PROVIDED RECORDS START

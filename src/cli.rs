use std::path::PathBuf;

use clap::Parser;

#[derive(Debug, Clone, PartialEq, Parser)]
#[command(
    name = "screenpos",
    about = "Pick a screen position from a keyboard-driven grid overlay and print it"
)]
pub struct Cli {
    /// JSON configuration document; built-in defaults are used when absent.
    #[arg(short = 'c', long = "config", value_name = "PATH")]
    pub config: Option<PathBuf>,

    /// Enable debug logging (`RUST_LOG` is honoured in this mode).
    #[arg(long)]
    pub debug: bool,

    /// Also write logs to this file.
    #[arg(long, value_name = "PATH")]
    pub log_file: Option<PathBuf>,

    /// Print the effective configuration as JSON and exit.
    #[arg(long)]
    pub print_config: bool,
}
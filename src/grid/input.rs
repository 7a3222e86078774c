use eframe::egui::{InputState, Key};

use crate::grid::keys::{ARROW_KEYS, CANCEL_KEY, LABEL_KEYS};
use crate::grid::messages::GridCommand;

/// Key state queries the dispatcher needs from the surface.
pub trait KeySource {
    fn just_released(&self, key: Key) -> bool;
    fn is_held(&self, key: Key) -> bool;
}

impl KeySource for InputState {
    fn just_released(&self, key: Key) -> bool {
        self.key_released(key)
    }

    fn is_held(&self, key: Key) -> bool {
        self.key_down(key)
    }
}

/// Pick at most one command for this frame. A held cancel key wins over
/// everything; otherwise the first released key in table order is used.
pub fn dispatch(keys: &impl KeySource) -> Option<GridCommand> {
    if keys.is_held(CANCEL_KEY) {
        return Some(GridCommand::Cancel);
    }

    if let Some(k) = LABEL_KEYS.iter().find(|k| keys.just_released(k.key)) {
        return Some(GridCommand::Label {
            label: k.label,
            index: k.index,
        });
    }

    ARROW_KEYS
        .iter()
        .find(|(key, _)| keys.just_released(*key))
        .map(|(_, direction)| GridCommand::Pan(*direction))
}
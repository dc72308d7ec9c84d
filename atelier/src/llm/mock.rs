//! Mock model for tests: scripted replies, recorded prompts.

use std::sync::atomic::{AtomicUsize, Ordering};
use std::sync::Mutex;

use async_trait::async_trait;

use crate::error::ChainError;
use crate::llm::{ModelClient, ModelReply};

/// One recorded `generate` call.
#[derive(Debug, Clone)]
pub struct RecordedCall {
    pub prompt: String,
    pub temperature: f32,
}

/// Mock model: returns scripted replies in order and records every call.
///
/// Chain tests script seven replies (one per model step) and then assert on
/// the recorded prompts and temperatures. When the script runs out, the last
/// reply repeats.
pub struct MockModel {
    replies: Vec<String>,
    cursor: AtomicUsize,
    calls: Mutex<Vec<RecordedCall>>,
    fail: bool,
}

impl MockModel {
    /// Scripted replies, one per expected call.
    pub fn with_replies<I, S>(replies: I) -> Self
    where
        I: IntoIterator<Item = S>,
        S: Into<String>,
    {
        Self {
            replies: replies.into_iter().map(Into::into).collect(),
            cursor: AtomicUsize::new(0),
            calls: Mutex::new(Vec::new()),
            fail: false,
        }
    }

    /// A single reply repeated for every call.
    pub fn with_reply(reply: impl Into<String>) -> Self {
        Self::with_replies([reply.into()])
    }

    /// A mock that fails every call with a transport error.
    pub fn failing() -> Self {
        Self {
            replies: Vec::new(),
            cursor: AtomicUsize::new(0),
            calls: Mutex::new(Vec::new()),
            fail: true,
        }
    }

    /// Prompts and temperatures seen so far, in call order.
    pub fn calls(&self) -> Vec<RecordedCall> {
        self.calls.lock().map(|c| c.clone()).unwrap_or_default()
    }
}

#[async_trait]
impl ModelClient for MockModel {
    async fn generate(&self, prompt: &str, temperature: f32) -> Result<ModelReply, ChainError> {
        if let Ok(mut calls) = self.calls.lock() {
            calls.push(RecordedCall {
                prompt: prompt.to_string(),
                temperature,
            });
        }
        if self.fail {
            return Err(ChainError::Http("mock transport failure".to_string()));
        }
        let n = self.cursor.fetch_add(1, Ordering::SeqCst);
        let idx = n.min(self.replies.len().saturating_sub(1));
        match self.replies.get(idx) {
            Some(text) => Ok(ModelReply {
                text: text.clone(),
                usage: None,
            }),
            None => Err(ChainError::EmptyReply),
        }
    }
}

#[cfg(test)]
mod tests {
    use super::*;

    #[tokio::test]
    async fn replies_come_back_in_script_order_then_repeat() {
        let mock = MockModel::with_replies(["first", "second"]);
        assert_eq!(mock.generate("a", 0.1).await.unwrap().text, "first");
        assert_eq!(mock.generate("b", 0.2).await.unwrap().text, "second");
        assert_eq!(mock.generate("c", 0.3).await.unwrap().text, "second");
    }

    #[tokio::test]
    async fn calls_are_recorded_with_temperature() {
        let mock = MockModel::with_reply("{}");
        mock.generate("hello", 0.85).await.unwrap();
        let calls = mock.calls();
        assert_eq!(calls.len(), 1);
        assert_eq!(calls[0].prompt, "hello");
        assert!((calls[0].temperature - 0.85).abs() < f32::EPSILON);
    }

    #[tokio::test]
    async fn failing_mock_returns_transport_error() {
        let mock = MockModel::failing();
        let err = mock.generate("x", 0.5).await.unwrap_err();
        assert!(matches!(err, ChainError::Http(_)));
        assert_eq!(mock.calls().len(), 1);
    }

    #[tokio::test]
    async fn empty_script_returns_empty_reply_error() {
        let mock = MockModel::with_replies(Vec::<String>::new());
        let err = mock.generate("x", 0.5).await.unwrap_err();
        assert!(matches!(err, ChainError::EmptyReply));
    }
}
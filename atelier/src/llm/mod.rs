//! Model client abstraction for the chain steps.
//!
//! Each step sends exactly one prompt and reads back one reply, so the seam
//! is a single `generate` call. Implementations: [`GeminiClient`] (real API)
//! and [`MockModel`] (scripted replies for tests).

mod gemini;
mod mock;

pub use gemini::GeminiClient;
pub use mock::MockModel;

use async_trait::async_trait;

use crate::error::ChainError;

/// Token usage for one model call, when the endpoint reports it.
#[derive(Clone, Copy, Debug, Default, PartialEq, Eq, serde::Serialize, serde::Deserialize)]
pub struct TokenUsage {
    pub prompt_tokens: u32,
    pub completion_tokens: u32,
    pub total_tokens: u32,
}

/// Reply from one model call: the text plus optional token accounting.
#[derive(Clone, Debug, Default)]
pub struct ModelReply {
    pub text: String,
    pub usage: Option<TokenUsage>,
}

/// A text-generation backend: one prompt in, one reply out.
///
/// The chain drives seven of these calls per run, each with its own
/// temperature. Replies are expected to be JSON; parsing and recovery happen
/// in the chain, not here.
#[async_trait]
pub trait ModelClient: Send + Sync {
    /// Sends one prompt at the given sampling temperature.
    async fn generate(&self, prompt: &str, temperature: f32) -> Result<ModelReply, ChainError>;
}

#[cfg(test)]
mod tests {
    use super::*;
    use std::sync::Arc;

    struct StubModel {
        text: String,
    }

    #[async_trait]
    impl ModelClient for StubModel {
        async fn generate(
            &self,
            _prompt: &str,
            _temperature: f32,
        ) -> Result<ModelReply, ChainError> {
            Ok(ModelReply {
                text: self.text.clone(),
                usage: None,
            })
        }
    }

    #[tokio::test]
    async fn trait_object_dispatch_works() {
        let model: Arc<dyn ModelClient> = Arc::new(StubModel {
            text: "{}".to_string(),
        });
        let reply = model.generate("hello", 0.4).await.unwrap();
        assert_eq!(reply.text, "{}");
        assert!(reply.usage.is_none());
    }
}
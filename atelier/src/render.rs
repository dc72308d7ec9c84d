//! Markdown presenter for the finished ideas.
//!
//! The last chain step is a pure formatter: it never calls the model and the
//! output never contains raw JSON.

use crate::campaign::Idea;

/// Renders the final Markdown, one section per idea in label order A, B, C.
///
/// Ideas with labels outside A-C are dropped; a missing label is skipped
/// rather than rendered empty. Compliance notes appear in italics when the
/// compliance step added them and later steps preserved them.
pub fn present_markdown(ideas: &[Idea]) -> String {
    let mut sections = Vec::new();
    for wanted in ["A", "B", "C"] {
        // Duplicate labels: the last occurrence wins.
        let Some(idea) = ideas
            .iter()
            .filter(|i| i.label.eq_ignore_ascii_case(wanted))
            .last()
        else {
            continue;
        };
        let notes = idea.compliance_notes.trim();
        let compliance_section = if notes.is_empty() {
            String::new()
        } else {
            format!("\n\n*Compliance Notes: {notes}*")
        };
        sections.push(format!(
            "### Option {}\n#### {}\n\n> {}\n\n**Captions**\n- **IG**: {}\n- **X**: {}\n\n**CTA**: {}{}\n",
            wanted,
            idea.tagline.trim(),
            idea.script_30s.trim(),
            idea.captions.instagram.trim(),
            idea.captions.x.trim(),
            idea.cta.trim(),
            compliance_section,
        ));
    }
    sections.join("\n\n")
}
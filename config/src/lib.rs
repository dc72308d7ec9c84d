//! Environment layering for the atelier binaries.
//!
//! Reads the `[env]` table of `$XDG_CONFIG_HOME/<app>/config.toml` and a
//! project `.env`, then applies both to the process environment without
//! overwriting anything already set. Precedence: **existing env > .env >
//! config.toml**.
//!
//! Keys are arbitrary; in practice this carries `GEMINI_API_KEY`,
//! `GEMINI_MODEL`, `GEMINI_BASE_URL`, `PROMPTS_DIR`, and `RUST_LOG`.

mod config_file;
mod env_file;

use std::path::Path;

use thiserror::Error;

#[derive(Error, Debug)]
pub enum LoadError {
    #[error("read config.toml: {0}")]
    ConfigRead(std::io::Error),
    #[error("parse config.toml: {0}")]
    ConfigParse(#[from] toml::de::Error),
    #[error("read .env: {0}")]
    EnvFileRead(std::io::Error),
}

/// Loads both config sources and sets every key that is not already present
/// in the process environment.
///
/// * `app_name`: the XDG path component, `~/.config/<app_name>/config.toml`.
/// * `override_dir`: if `Some`, look for `.env` in this directory instead of
///   the current directory.
pub fn load_and_apply(app_name: &str, override_dir: Option<&Path>) -> Result<(), LoadError> {
    let mut merged = config_file::load_env_map(app_name)?;
    let from_env_file = env_file::load_env_map(override_dir).map_err(LoadError::EnvFileRead)?;
    // .env entries shadow config.toml entries for the same key.
    merged.extend(from_env_file);

    for (key, value) in merged {
        if std::env::var_os(&key).is_none() {
            std::env::set_var(&key, value);
        }
    }

    Ok(())
}

/// Ensures only one test mutates XDG_CONFIG_HOME at a time so temp dirs are
/// not overwritten or dropped early.
#[cfg(test)]
pub(crate) static XDG_TEST_LOCK: std::sync::Mutex<()> = std::sync::Mutex::new(());

/// Restores XDG_CONFIG_HOME on drop so env is cleaned up even on panic.
#[cfg(test)]
pub(crate) struct RestoreXdgConfigHome(pub Option<String>);

#[cfg(test)]
impl Drop for RestoreXdgConfigHome {
    fn drop(&mut self) {
        match self.0.take() {
            Some(p) => std::env::set_var("XDG_CONFIG_HOME", p),
            None => std::env::remove_var("XDG_CONFIG_HOME"),
        }
    }
}

#[cfg(test)]
mod tests {
    use super::*;
    use std::env;

    fn write_config_toml(base: &Path, app: &str, body: &str) {
        let app_dir = base.join(app);
        std::fs::create_dir_all(&app_dir).unwrap();
        std::fs::write(app_dir.join("config.toml"), body).unwrap();
    }

    #[test]
    fn existing_env_wins() {
        env::set_var("ATELIER_TEST_EXISTING", "from_env");
        let _ = load_and_apply("atelier", None);
        assert_eq!(env::var("ATELIER_TEST_EXISTING").as_deref(), Ok("from_env"));
        env::remove_var("ATELIER_TEST_EXISTING");
    }

    #[test]
    fn load_and_apply_no_config_ok() {
        let r = load_and_apply("config-crate-nonexistent-app-xyz", None::<&std::path::Path>);
        assert!(r.is_ok());
    }

    #[test]
    fn env_file_overrides_config_toml() {
        let _guard = XDG_TEST_LOCK.lock().unwrap();
        let xdg_dir = tempfile::tempdir().unwrap();
        write_config_toml(
            xdg_dir.path(),
            "atelier",
            "[env]\nATELIER_TEST_PRIORITY = \"from_toml\"\n",
        );

        let dotenv_dir = tempfile::tempdir().unwrap();
        std::fs::write(
            dotenv_dir.path().join(".env"),
            "ATELIER_TEST_PRIORITY=from_env_file\n",
        )
        .unwrap();

        let _restore = RestoreXdgConfigHome(env::var("XDG_CONFIG_HOME").ok());
        env::set_var("XDG_CONFIG_HOME", xdg_dir.path());
        env::remove_var("ATELIER_TEST_PRIORITY");

        let _ = load_and_apply("atelier", Some(dotenv_dir.path()));
        let val = env::var("ATELIER_TEST_PRIORITY").unwrap();
        env::remove_var("ATELIER_TEST_PRIORITY");

        assert_eq!(val, "from_env_file");
    }

    #[test]
    fn config_toml_applied_when_no_env_file() {
        let _guard = XDG_TEST_LOCK.lock().unwrap();
        let xdg_dir = tempfile::tempdir().unwrap();
        write_config_toml(
            xdg_dir.path(),
            "atelier",
            "[env]\nATELIER_TEST_TOML_ONLY = \"from_toml\"\n",
        );

        let empty_dir = tempfile::tempdir().unwrap();

        let _restore = RestoreXdgConfigHome(env::var("XDG_CONFIG_HOME").ok());
        env::set_var("XDG_CONFIG_HOME", xdg_dir.path());
        env::remove_var("ATELIER_TEST_TOML_ONLY");

        let _ = load_and_apply("atelier", Some(empty_dir.path()));
        let val = env::var("ATELIER_TEST_TOML_ONLY").unwrap();
        env::remove_var("ATELIER_TEST_TOML_ONLY");

        assert_eq!(val, "from_toml");
    }

    #[test]
    fn env_file_only_when_no_config_toml() {
        let dotenv_dir = tempfile::tempdir().unwrap();
        std::fs::write(
            dotenv_dir.path().join(".env"),
            "ATELIER_TEST_ENV_FILE_ONLY=from_env_file_only\n",
        )
        .unwrap();

        env::remove_var("ATELIER_TEST_ENV_FILE_ONLY");
        let _ = load_and_apply("config-crate-nonexistent-app-xyz", Some(dotenv_dir.path()));
        let val = env::var("ATELIER_TEST_ENV_FILE_ONLY").unwrap();
        env::remove_var("ATELIER_TEST_ENV_FILE_ONLY");

        assert_eq!(val, "from_env_file_only");
    }

    #[test]
    fn invalid_config_toml_fails_with_parse_error() {
        let _guard = XDG_TEST_LOCK.lock().unwrap();
        let xdg_dir = tempfile::tempdir().unwrap();
        write_config_toml(xdg_dir.path(), "atelier", "invalid [[[\n");

        let _restore = RestoreXdgConfigHome(env::var("XDG_CONFIG_HOME").ok());
        env::set_var("XDG_CONFIG_HOME", xdg_dir.path());

        let result = load_and_apply("atelier", None::<&std::path::Path>);

        assert!(matches!(result, Err(LoadError::ConfigParse(_))));
    }
}
//! Axum app: state, router, and request handlers.
//!
//! Three routes share one [`AppState`]: the form page, the form submission
//! (HTML result), and the JSON API (typed result). Each submission assembles
//! a fresh chain from the shared model client and prompts.

use std::sync::Arc;

use atelier::{
    Campaign, Chain, ChainError, ChainPrompts, GeminiClient, MarketContext, ModelClient, RawBrief,
};
use axum::extract::State;
use axum::http::StatusCode;
use axum::response::Html;
use axum::routing::{get, post};
use axum::{Form, Json, Router};
use serde_json::json;
use tracing::{error, info};

use super::pages;

/// Shared state: one model client plus the step prompts.
#[derive(Clone)]
pub struct AppState {
    model: Arc<dyn ModelClient>,
    prompts: ChainPrompts,
}

impl AppState {
    pub fn new(model: Arc<dyn ModelClient>, prompts: ChainPrompts) -> Self {
        Self { model, prompts }
    }

    /// Builds the Gemini client from the environment and loads prompts from
    /// `PROMPTS_DIR` (embedded defaults otherwise).
    pub fn from_env() -> Result<Self, ChainError> {
        let model = Arc::new(GeminiClient::from_env()?);
        Ok(Self::new(model, atelier::prompts::load_or_default(None)))
    }

    fn chain(&self) -> Chain {
        Chain::new(Arc::clone(&self.model), self.prompts.clone())
    }
}

/// Routes: the form page, the form submission, and the JSON API.
pub(crate) fn router(state: Arc<AppState>) -> Router {
    Router::new()
        .route("/", get(index))
        .route("/generate", post(generate_form))
        .route("/api/generate", post(generate_api))
        .with_state(state)
}

/// `GET /`: the brief form with the current market context line.
async fn index() -> Html<String> {
    Html(pages::form_page(&MarketContext::now(), None))
}

/// `POST /generate`: runs the chain over the submitted form and renders the
/// result; failures re-render the form with an error banner.
async fn generate_form(
    State(state): State<Arc<AppState>>,
    Form(raw): Form<RawBrief>,
) -> Html<String> {
    info!(product = %raw.product, "form submission");
    let ctx = MarketContext::now();
    match state.chain().run(raw, &ctx, None).await {
        Ok(campaign) => Html(pages::result_page(&campaign)),
        Err(e) => {
            error!(error = %e, "chain run failed");
            Html(pages::form_page(&ctx, Some(&banner_message(&e))))
        }
    }
}

/// `POST /api/generate`: the same chain behind a JSON API. Returns the full
/// campaign (brief, insights, angles, ideas, markdown) on success.
async fn generate_api(
    State(state): State<Arc<AppState>>,
    Json(raw): Json<RawBrief>,
) -> Result<Json<Campaign>, (StatusCode, Json<serde_json::Value>)> {
    let ctx = MarketContext::now();
    match state.chain().run(raw, &ctx, None).await {
        Ok(campaign) => Ok(Json(campaign)),
        Err(e) => {
            error!(error = %e, "chain run failed");
            Err((
                StatusCode::INTERNAL_SERVER_ERROR,
                Json(json!({ "error": e.to_string() })),
            ))
        }
    }
}

/// Error text shown in the form's banner.
fn banner_message(e: &ChainError) -> String {
    match e {
        ChainError::NoIdeas => "The model returned no ideas. Please try again.".to_string(),
        other => format!("Generation failed: {other}"),
    }
}
//! HTML pages for the web UI.
//!
//! Markup is built with `format!`; there is no template engine. Everything
//! that originates from the user or the model goes through [`escape_html`]
//! before it lands in a page.

use atelier::{Campaign, MarketContext};

const STYLE: &str = "\
body { max-width: 46rem; margin: 2rem auto; padding: 0 1rem; \
font-family: system-ui, sans-serif; color: #1a1a2e; }
h1 { margin-bottom: 0.25rem; }
p.caption { color: #666; margin-top: 0; }
p.context { background: #eef4fb; border-radius: 6px; padding: 0.75rem; }
p.error { background: #fdecea; border-radius: 6px; padding: 0.75rem; color: #b71c1c; }
label { display: block; margin-top: 1rem; font-weight: 600; }
input, textarea, select { width: 100%; box-sizing: border-box; margin-top: 0.25rem; \
padding: 0.5rem; font: inherit; font-weight: 400; }
button { margin-top: 1.5rem; padding: 0.6rem 2rem; font: inherit; }
pre.markdown { white-space: pre-wrap; background: #f7f7f9; border-radius: 6px; \
padding: 1rem; line-height: 1.5; }";

fn layout(body: &str) -> String {
    format!(
        "<!doctype html>\n<html lang=\"en\">\n<head>\n\
         <meta charset=\"utf-8\">\n\
         <meta name=\"viewport\" content=\"width=device-width, initial-scale=1\">\n\
         <title>Creative Agent</title>\n\
         <style>{STYLE}</style>\n\
         </head>\n<body>\n{body}\n</body>\n</html>\n"
    )
}

/// The brief form with the current market context line and an optional error
/// banner from a failed run.
pub(crate) fn form_page(ctx: &MarketContext, error: Option<&str>) -> String {
    let context_line = escape_html(&format!(
        "\u{1F4C5} {} | Current events: {}",
        ctx.context_note,
        ctx.cultural_events.join(", ")
    ));
    let banner = match error {
        Some(message) => format!("<p class=\"error\">{}</p>\n", escape_html(message)),
        None => String::new(),
    };
    let body = format!(
        "<h1>Creative Agent</h1>\n\
         <p class=\"caption\">AI-powered multi-step creative generator (Gemini) - Enhanced for KSA Market</p>\n\
         <p class=\"context\">{context_line}</p>\n\
         {banner}\
         <form method=\"post\" action=\"/generate\">\n\
         <label>Product\n\
         <input name=\"product\" placeholder=\"e.g., Cycls Smart Bottle\">\n\
         </label>\n\
         <label>Description\n\
         <textarea name=\"description\" rows=\"5\" placeholder=\"Briefly describe the product, features, or offer\"></textarea>\n\
         </label>\n\
         <label>Audience\n\
         <input name=\"audience\" placeholder=\"e.g., health-conscious millennials in Riyadh\">\n\
         </label>\n\
         <label>Tone\n\
         <input name=\"tone\" placeholder=\"e.g., friendly, inspiring, bold\">\n\
         </label>\n\
         <label>Language\n\
         <select name=\"language\">\n\
         <option>English</option>\n\
         <option>Arabic</option>\n\
         </select>\n\
         </label>\n\
         <button type=\"submit\">Generate</button>\n\
         </form>"
    );
    layout(&body)
}

/// The finished campaign. The Markdown document is shown verbatim in a
/// `<pre>` block; the JSON API carries the structured version.
pub(crate) fn result_page(campaign: &Campaign) -> String {
    let body = format!(
        "<h1>Creative Agent</h1>\n\
         <p class=\"caption\">Campaign for {}</p>\n\
         <pre class=\"markdown\">{}</pre>\n\
         <p><a href=\"/\">New brief</a></p>",
        escape_html(&campaign.brief.product),
        escape_html(&campaign.markdown)
    );
    layout(&body)
}

fn escape_html(s: &str) -> String {
    let mut out = String::with_capacity(s.len());
    for c in s.chars() {
        match c {
            '&' => out.push_str("&amp;"),
            '<' => out.push_str("&lt;"),
            '>' => out.push_str("&gt;"),
            '"' => out.push_str("&quot;"),
            '\'' => out.push_str("&#39;"),
            _ => out.push(c),
        }
    }
    out
}
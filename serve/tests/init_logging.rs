//! Test-only: initializes tracing from `RUST_LOG` when the test binary starts.
//!
//! Include `mod init_logging;` in an integration test file so that tracing
//! events from the server and the chain are printed when running tests.
//! Without this, no subscriber is installed and logs are dropped.
//!
//! **Usage**: run with `RUST_LOG` and show output for (all or failing) tests:
//!
//! ```bash
//! RUST_LOG=serve=debug,atelier=debug cargo test -p serve -- --nocapture
//! ```

use ctor::ctor;
use tracing_subscriber::layer::SubscriberExt;
use tracing_subscriber::util::SubscriberInitExt;
use tracing_subscriber::EnvFilter;
use tracing_subscriber::Layer;

#[ctor]
fn init_test_logging() {
    let filter = EnvFilter::try_from_default_env().unwrap_or_else(|_| EnvFilter::new("warn"));
    let _ = tracing_subscriber::registry()
        .with(
            tracing_subscriber::fmt::layer()
                .with_test_writer()
                .with_filter(filter),
        )
        .try_init();
}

PROVIDED RECORDS END

From the entries above, extract only the lines running from the one containing "process environment without" through the one containing "mod config_file;", inclusive.

THE COMPLETED TASK -
//! project `.env`, then applies both to the process environment without
//! overwriting anything already set. Precedence: **existing env > .env >
//! config.toml**.
//!
//! Keys are arbitrary; in practice this carries `GEMINI_API_KEY`,
//! `GEMINI_MODEL`, `GEMINI_BASE_URL`, `PROMPTS_DIR`, and `RUST_LOG`.

mod config_file;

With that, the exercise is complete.